Da generazioni i credenti che pregano questo passo del vangelo di san Luca si sono posti il problema di provare a definire chi, oggi, può essere rappresentato dalle figure di Marta e Maria. Per dare al Vangelo la forza di entrare nelle pieghe della attualità e per impedire che la Parola di Dio esca dalla storia in cui siamo immersi.

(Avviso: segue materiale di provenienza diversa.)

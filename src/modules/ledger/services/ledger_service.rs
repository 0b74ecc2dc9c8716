use std::sync::Arc;

use tracing::debug;

use crate::core::{AppError, RepositoryGateway, Result};
use crate::modules::ledger::models::LedgerView;
use crate::modules::ledger::services::LedgerBuilder;

/// Resolves a loan and its history, then builds the statement
pub struct LedgerService {
    gateway: Arc<dyn RepositoryGateway>,
}

impl LedgerService {
    pub fn new(gateway: Arc<dyn RepositoryGateway>) -> Self {
        Self { gateway }
    }

    /// Get the ledger of a loan
    ///
    /// # Errors
    /// * `LoanNotFound` - unknown loan ID
    /// * `DegenerateLoan` - loan with a zero installment
    /// * `Storage` - gateway failure
    pub async fn get_ledger(&self, loan_id: &str) -> Result<LedgerView> {
        let loan = self
            .gateway
            .get_loan(loan_id)
            .await?
            .ok_or_else(|| AppError::loan_not_found(loan_id))?;

        let payments = self.gateway.get_payments(loan_id).await?;

        debug!(
            loan_id = loan_id,
            payment_count = payments.len(),
            "Building ledger"
        );

        LedgerBuilder::build(&loan, &payments)
    }
}
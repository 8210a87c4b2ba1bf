/// Lifecycle of a track as seen by the controller that drives it.
///
/// `Track` itself never reads or changes this; controllers keep one next to
/// each track and move it along using `frames_since_target_seen` and their own
/// thresholds.
#[derive(Debug, Clone, Copy, PartialEq, Eq, Default)]
pub enum TrackState {
    /// Received a region this frame
    #[default]
    Active,
    /// Kept alive on blank frames while the target is unseen
    Coasting,
    /// Given up on; no more frames will be added
    Abandoned,
    /// Clip ended, track trimmed and ready for classification
    Finalized,
}

impl TrackState {
    /// Whether the track should still be offered candidate regions.
    pub fn is_live(&self) -> bool {
        matches!(self, TrackState::Active | TrackState::Coasting)
    }
}
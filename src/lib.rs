//! Single-object track history for motion-triggered camera clips.
//!
//! A [`Track`] accumulates one region per frame for a moving object and
//! provides the primitives a frame-by-frame controller needs: region match
//! costs, trimming, size smoothing, movement statistics and overlap with
//! other tracks. Matching regions to tracks and deciding a track's fate are
//! left to the controller.

pub mod tracker;

pub use tracker::{
    DEFAULT_OVERLAP_THRESHOLD, Rect, Region, Track, TrackConfig, TrackError, TrackIdGenerator,
    TrackMovementStatistics, TrackState,
};
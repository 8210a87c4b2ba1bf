//! Bounds history of a single tracked object.

use std::fmt;

use nalgebra::Vector2;
use tracing::{debug, trace};

use crate::tracker::error::TrackError;
use crate::tracker::ids::TrackIdGenerator;
use crate::tracker::rect::Rect;
use crate::tracker::region::Region;
use crate::tracker::stats::TrackMovementStatistics;

/// Minimum fraction of a frame's box that must be covered to count as overlapping.
pub const DEFAULT_OVERLAP_THRESHOLD: f32 = 0.05;

/// Tag given to tracks that have not been classified yet.
pub const UNKNOWN_TAG: &str = "unknown";

/// Tunables for trimming and region scoring.
#[derive(Debug, Clone, Copy, PartialEq)]
pub struct TrackConfig {
    /// Frames whose whole-number mass is at or below this are empty for `trim`
    pub empty_mass_threshold: i64,
    /// Added to the current area when computing the size difference of a candidate
    pub size_padding: f32,
}

impl Default for TrackConfig {
    fn default() -> Self {
        Self {
            empty_mass_threshold: 2,
            size_padding: 50.0,
        }
    }
}

/// Bounds of a tracked object over time.
///
/// The track only records what it is given. Deciding when to create, extend,
/// coast, merge or drop a track belongs to the controller that owns it, which
/// also owns `frames_since_target_seen` apart from the reset done by
/// [`Track::add_frame`].
#[derive(Debug, Clone)]
pub struct Track {
    id: u64,
    /// Frame number of the first entry in `bounds_history`
    start_frame: u32,
    bounds_history: Vec<Region>,
    frames_since_target_seen: u32,
    vel_x: f32,
    vel_y: f32,
    tag: String,
    config: TrackConfig,
}

impl Track {
    /// Create an empty track with an explicit id.
    pub fn new(id: u64) -> Self {
        Self::with_config(id, TrackConfig::default())
    }

    pub fn with_config(id: u64, config: TrackConfig) -> Self {
        Self {
            id,
            start_frame: 0,
            bounds_history: Vec::new(),
            frames_since_target_seen: 0,
            vel_x: 0.0,
            vel_y: 0.0,
            tag: UNKNOWN_TAG.to_string(),
            config,
        }
    }

    /// Create an empty track with the next id from `ids`.
    pub fn from_generator(ids: &TrackIdGenerator) -> Self {
        Self::new(ids.next_id())
    }

    pub fn id(&self) -> u64 {
        self.id
    }

    pub fn config(&self) -> &TrackConfig {
        &self.config
    }

    pub fn start_frame(&self) -> u32 {
        self.start_frame
    }

    /// Set the frame number the first history entry belongs to.
    pub fn set_start_frame(&mut self, start_frame: u32) {
        self.start_frame = start_frame;
    }

    /// Exclusive frame number one past the last history entry.
    ///
    /// Widened to `u64` so a track starting near `u32::MAX` still has an end.
    pub fn end_frame(&self) -> u64 {
        self.start_frame as u64 + self.bounds_history.len() as u64
    }

    pub fn bounds_history(&self) -> &[Region] {
        &self.bounds_history
    }

    pub fn len(&self) -> usize {
        self.bounds_history.len()
    }

    pub fn is_empty(&self) -> bool {
        self.bounds_history.is_empty()
    }

    /// Most recent region.
    pub fn bounds(&self) -> Result<&Region, TrackError> {
        self.bounds_history
            .last()
            .ok_or(TrackError::EmptyHistory(self.id))
    }

    /// Mass of the most recent region.
    pub fn mass(&self) -> Result<f32, TrackError> {
        self.bounds().map(|bounds| bounds.mass)
    }

    /// Current velocity `(vel_x, vel_y)`, the midpoint delta of the last two frames.
    pub fn velocity(&self) -> (f32, f32) {
        (self.vel_x, self.vel_y)
    }

    pub fn frames_since_target_seen(&self) -> u32 {
        self.frames_since_target_seen
    }

    pub fn set_frames_since_target_seen(&mut self, frames: u32) {
        self.frames_since_target_seen = frames;
    }

    pub fn inc_frames_since_target_seen(&mut self) {
        self.frames_since_target_seen = self.frames_since_target_seen.saturating_add(1);
    }

    pub fn tag(&self) -> &str {
        &self.tag
    }

    pub fn set_tag(&mut self, tag: impl Into<String>) {
        self.tag = tag.into();
    }

    /// Append a copy of `region` as the next frame and refresh the velocity.
    ///
    /// Resets `frames_since_target_seen` to 0.
    pub fn add_frame(&mut self, region: &Region) {
        self.bounds_history.push(*region);
        self.frames_since_target_seen = 0;
        self.update_velocity();
        trace!(
            track_id = self.id,
            frames = self.bounds_history.len(),
            vel_x = self.vel_x,
            vel_y = self.vel_y,
            "added frame"
        );
    }

    /// Carry the current bounds forward one frame with no mass or variance.
    ///
    /// Velocity drops to zero. `frames_since_target_seen` is left alone: the
    /// controller counts unseen frames itself, typically with
    /// [`Track::inc_frames_since_target_seen`].
    pub fn add_blank_frame(&mut self) -> Result<(), TrackError> {
        let mut blank = *self.bounds()?;
        blank.mass = 0.0;
        blank.pixel_variance = 0.0;
        blank.frame_index = blank.frame_index.saturating_add(1);
        self.bounds_history.push(blank);
        self.vel_x = 0.0;
        self.vel_y = 0.0;
        trace!(
            track_id = self.id,
            frames = self.bounds_history.len(),
            frame_index = blank.frame_index,
            "added blank frame"
        );
        Ok(())
    }

    fn update_velocity(&mut self) {
        match self.bounds_history.as_slice() {
            [.., prev, last] => {
                self.vel_x = last.mid_x() - prev.mid_x();
                self.vel_y = last.mid_y() - prev.mid_y();
            }
            _ => {
                self.vel_x = 0.0;
                self.vel_y = 0.0;
            }
        }
    }

    /// Movement statistics over the whole history; all zero below two frames.
    pub fn get_stats(&self) -> TrackMovementStatistics {
        TrackMovementStatistics::from_history(&self.bounds_history)
    }

    /// Smooth out quick changes in box size.
    ///
    /// Each frame's width and height become the mean over itself and its two
    /// neighbours (the ends reuse themselves as the missing neighbour), keeping
    /// the frame's own midpoint. Boxes are cropped to `frame_bounds`. Mass,
    /// pixel variance and frame index carry over from the original frame.
    pub fn smooth(&mut self, frame_bounds: &Rect) {
        if self.bounds_history.is_empty() {
            return;
        }

        let last = self.bounds_history.len() - 1;
        let smoothed: Vec<Region> = (0..=last)
            .map(|i| {
                let prev = &self.bounds_history[i.saturating_sub(1)];
                let cur = &self.bounds_history[i];
                let next = &self.bounds_history[(i + 1).min(last)];

                let width = (prev.width() + cur.width() + next.width()) / 3.0;
                let height = (prev.height() + cur.height() + next.height()) / 3.0;

                let mut region = Region::centered(cur.mid_x(), cur.mid_y(), width, height)
                    .with_mass(cur.mass)
                    .with_pixel_variance(cur.pixel_variance)
                    .with_frame_index(cur.frame_index);
                region.crop(frame_bounds);
                region
            })
            .collect();

        debug!(track_id = self.id, frames = smoothed.len(), "smoothed track");
        self.bounds_history = smoothed;
    }

    /// Remove empty frames from the start and end of the track.
    ///
    /// A frame is empty when its whole-number mass is at most
    /// `config.empty_mass_threshold`. A track with no non-empty frames is
    /// cleared and its start frame reset to 0.
    pub fn trim(&mut self) {
        let threshold = self.config.empty_mass_threshold;
        let empty = |region: &Region| region.int_mass() <= threshold;

        let Some(start) = self.bounds_history.iter().position(|r| !empty(r)) else {
            debug!(track_id = self.id, frames = self.bounds_history.len(), "trimmed whole track");
            self.start_frame = 0;
            self.bounds_history.clear();
            return;
        };
        // A non-empty frame exists, so this always finds one at or after `start`.
        let end = self
            .bounds_history
            .iter()
            .rposition(|r| !empty(r))
            .unwrap_or(start);

        let trimmed_tail = self.bounds_history.len() - 1 - end;
        if start == 0 && trimmed_tail == 0 {
            return;
        }

        self.bounds_history.truncate(end + 1);
        self.bounds_history.drain(..start);
        let head = u32::try_from(start).unwrap_or(u32::MAX);
        self.start_frame = self.start_frame.saturating_add(head);
        debug!(
            track_id = self.id,
            trimmed_head = start,
            trimmed_tail,
            frames = self.bounds_history.len(),
            start_frame = self.start_frame,
            "trimmed track"
        );
    }

    /// Match cost terms of `region` against this track's predicted next position.
    ///
    /// Returns `(distance, size_difference)`: the distance from the region's
    /// midpoint to the current midpoint advanced by one step of velocity
    /// (truncated to whole pixels), and the absolute area change as a
    /// percentage of the current area padded by `config.size_padding`. How the
    /// two are weighed or gated is up to the caller.
    pub fn get_track_region_score(&self, region: &Region) -> Result<(f32, f32), TrackError> {
        let bounds = self.bounds()?;
        let expected = Vector2::new(
            (bounds.mid_x() + self.vel_x).trunc(),
            (bounds.mid_y() + self.vel_y).trunc(),
        );

        let distance = (Vector2::new(region.mid_x(), region.mid_y()) - expected).norm();
        let padded_area = bounds.area() + self.config.size_padding;
        let size_difference = (region.area() - bounds.area()).abs() / padded_area * 100.0;

        Ok((distance, size_difference))
    }

    /// Fraction of this track's frames that overlap `other` by at least `threshold`.
    ///
    /// A shared frame counts when the intersection covers at least `threshold`
    /// of this track's box. The count is divided by this track's full length,
    /// so the ratio is directional: `a.get_overlap_ratio(&b)` and
    /// `b.get_overlap_ratio(&a)` generally differ. It is not an IoU.
    pub fn get_overlap_ratio(&self, other: &Track, threshold: f32) -> f32 {
        if self.is_empty() || other.is_empty() {
            return 0.0;
        }

        let start = self.start_frame.max(other.start_frame) as u64;
        let end = self.end_frame().min(other.end_frame());

        let mut frames_overlapped = 0usize;
        for pos in start..=end {
            let (Some(ours), Some(theirs)) = (self.region_at(pos), other.region_at(pos)) else {
                continue;
            };
            let area = ours.area();
            if area <= 0.0 {
                continue;
            }
            if theirs.overlap_area(ours) / area >= threshold {
                frames_overlapped += 1;
            }
        }

        let ratio = frames_overlapped as f32 / self.len() as f32;
        debug!(
            track_id = self.id,
            other_id = other.id,
            frames_overlapped,
            ratio,
            "overlap ratio"
        );
        ratio
    }

    /// Region recorded for absolute frame number `frame`, if the track covers it.
    fn region_at(&self, frame: u64) -> Option<&Region> {
        let index = frame.checked_sub(self.start_frame as u64)?;
        self.bounds_history.get(usize::try_from(index).ok()?)
    }
}

impl fmt::Display for Track {
    fn fmt(&self, f: &mut fmt::Formatter) -> fmt::Result {
        write!(f, "Track:{} frames", self.len())
    }
}
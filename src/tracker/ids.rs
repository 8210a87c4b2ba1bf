//! Track id allocation.

use std::sync::atomic::{AtomicU64, Ordering};

/// Hands out unique, monotonically increasing track ids.
///
/// One generator is shared by everything that creates tracks for a clip (or a
/// whole process). It is `Sync`, so tracks may be created from several threads.
#[derive(Debug)]
pub struct TrackIdGenerator {
    next: AtomicU64,
}

impl Default for TrackIdGenerator {
    fn default() -> Self {
        Self::new()
    }
}

impl TrackIdGenerator {
    /// Create a generator whose first id is 1.
    pub fn new() -> Self {
        Self::starting_at(1)
    }

    pub fn starting_at(first: u64) -> Self {
        Self {
            next: AtomicU64::new(first),
        }
    }

    /// Get the next unique track ID.
    pub fn next_id(&self) -> u64 {
        self.next.fetch_add(1, Ordering::SeqCst)
    }

    /// Peek at the id the next call to `next_id` will return.
    pub fn peek(&self) -> u64 {
        self.next.load(Ordering::SeqCst)
    }
}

Proviamo anche noi a interrogarci su quali aiuti ci consegna l’evangelista con questo racconto. Noi, che siamo alle prese – ogni giorno – con politici che si affannano, che si agitano e che dicono tutto e il contrario di tutto per dimostrare, al termine del loro perenne movimento, l’immobilità assoluta di chi non si sposta di un millimetro dalla sua postazione di potere. Perché il primo effetto (il più superficiale) dell’agitarsi continuo, è dato dal restare sempre allo stesso posto. Nessuno è fermo come chi corre sempre, senza fermarsi mai. Così come nessuno avanza, cresce, si sposta, cambia e “serve” gli altri come chi sa fermarsi, sa sedersi e sa ascoltare. Un secondo effetto visibile in chi si affanna di continuo e in chi si lascia sopraffare dall’ansia e quello di restare avvitato su se stesso. Come a dire che il politico che non sta mai fermo, che parla sempre, che minaccia, che dice, non dice, nega e poi smentisce tutto e persino se stesso è – di fatto – un soggetto che si muove solo per se stesso e per di fendere la sua postazione. Come Marta, il politico esagitato e sempre alle prese con l’affanno, si illude di governare la casa comune; di fatto – però – è schiavo della sua immagine, dei consensi, dei sondaggi e degli opinionisti che stilano classifiche sulla sabbia delle apparenze. Come Marta, questo politico si vanta di essere schietto e considera un merito “dire ciò che pensa”. Ma non si accorge che non “pensare a ciò che si dice” è un errore, una caduta di stile e una grave mancanza di rispetto verso l’altro. Marta dà ordini al “suo” ospite che vorrebbe ricoprire di attenzioni e non si accorge che dare ordini e comandare sono verbi che non costruiscono affetto e che non curano il bene comune.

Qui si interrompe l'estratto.